> _PROBLEM DETAILS_
Would you filter these records and copy every line that has the word "session"?

Dataset entries

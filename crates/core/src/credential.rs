//! Credential records and their collection from the environment.
//!
//! One record per configured account: the environment variable name acts as
//! the stable label, the value is an `ltuid,ltoken` cookie pair. Records are
//! sorted by label so reports are reproducible across runs.

use std::fmt;

/// Environment variable prefix that marks a credential entry.
pub const CREDENTIAL_PREFIX: &str = "ACCOUNT";

/// One account's session credentials.
///
/// `ltuid` and `ltoken` are opaque HoYoLAB session cookie values. They are
/// redacted from `Debug` output so a stray `{:?}` can never leak them.
#[derive(Clone, PartialEq, Eq)]
pub struct CredentialRecord {
    pub label: String,
    pub ltuid: String,
    pub ltoken: String,
}

impl fmt::Debug for CredentialRecord {
    fn fmt(&self, f: &mut fmt::Formatter<'_>) -> fmt::Result {
        f.debug_struct("CredentialRecord")
            .field("label", &self.label)
            .field("ltuid", &"<redacted>")
            .field("ltoken", &"<redacted>")
            .finish()
    }
}

/// Collect credential records from an iterator of (name, value) pairs.
///
/// A pair is a credential entry when the name starts with
/// [`CREDENTIAL_PREFIX`] and the value contains a comma. The value splits on
/// the first comma into `ltuid` and `ltoken`, both trimmed. The returned
/// records are sorted by label.
pub fn collect_credentials<I>(vars: I) -> Vec<CredentialRecord>
where
    I: IntoIterator<Item = (String, String)>,
{
    let mut records: Vec<CredentialRecord> = vars
        .into_iter()
        .filter(|(name, _)| name.starts_with(CREDENTIAL_PREFIX))
        .filter_map(|(name, value)| {
            let (ltuid, ltoken) = value.split_once(',')?;
            Some(CredentialRecord {
                label: name,
                ltuid: ltuid.trim().to_string(),
                ltoken: ltoken.trim().to_string(),
            })
        })
        .collect();
    records.sort_by(|a, b| a.label.cmp(&b.label));
    records
}

/// Collect credential records from the process environment.
pub fn credentials_from_env() -> Vec<CredentialRecord> {
    collect_credentials(std::env::vars())
}

// ──────────────────────────────────────────────
// Tests
// ──────────────────────────────────────────────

> _EXERCISE OUTPUT_
/// One account's session credentials.
/// `ltuid` and `ltoken` are opaque HoYoLAB session cookie values. They are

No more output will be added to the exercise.